(Data for review begins)
// Copyright (C) 2025 Jeremy J. Carroll. See LICENSE for details.

//! Rotational symmetry of the cube.
//!
//! ## Module Structure
//!
//! - `rotation`: generators, group words, and the 24-member `SymmetryGroup`
//! - `mod`: Public API and re-exports

pub mod rotation;

pub use rotation::{
    apply, inverse, AxisPermutation, Rotation, SymmetryGroup, VertexPermutation, ROTATE_Y,
    ROTATE_Z, ROTATION_WORDS,
};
(Data for review ends)
* Task objective: Your task is to transcribe exactly the lines from the one with "## Module Structure" through the end of the data, both included, and nothing besides.

* Output below:
//! ## Module Structure
//!
//! - `rotation`: generators, group words, and the 24-member `SymmetryGroup`
//! - `mod`: Public API and re-exports

pub mod rotation;

pub use rotation::{
    apply, inverse, AxisPermutation, Rotation, SymmetryGroup, VertexPermutation, ROTATE_Y,
    ROTATE_Z, ROTATION_WORDS,
};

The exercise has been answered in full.